Records from a data collection
━━━━━━━━━━━━━━━━

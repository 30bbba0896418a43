//! Recognition
//!
//! The [`RecognitionStateMachine`] turns a stream of per-frame detections into
//! recorded samples (one-shot mode) or stable label-change events (continuous
//! mode). [`Session`] is the host loop around it: frame source, device-failure
//! policy, sample persistence, overlay and speech.

pub mod state_machine;
pub mod session;
pub mod speech;
pub mod overlay;

pub use state_machine::{
    normalize_class_name, CaptureMode, FrameInput, OverlayState, OverlayStatus, Phase, RecognitionEvent,
    RecognitionSettings, RecognitionStateMachine, TickOutput, DEFAULT_CONFIDENCE_THRESHOLD, DEFAULT_COUNTDOWN,
};
pub use session::{Pace, Session, SessionEnd, SessionEvent, SessionOptions, SessionSummary};
pub use speech::{CommandSpeaker, LogSpeaker, Speaker, SpeechDispatcher};
pub use overlay::{LogOverlay, NullOverlay, OverlaySink, RecordingOverlay};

━━━━━━━━━━━━━━━━

Across the data, find each line that has "speech" in it and copy that line.

● **Result**
//! policy, sample persistence, overlay and speech.
pub mod speech;
pub use speech::{CommandSpeaker, LogSpeaker, Speaker, SpeechDispatcher};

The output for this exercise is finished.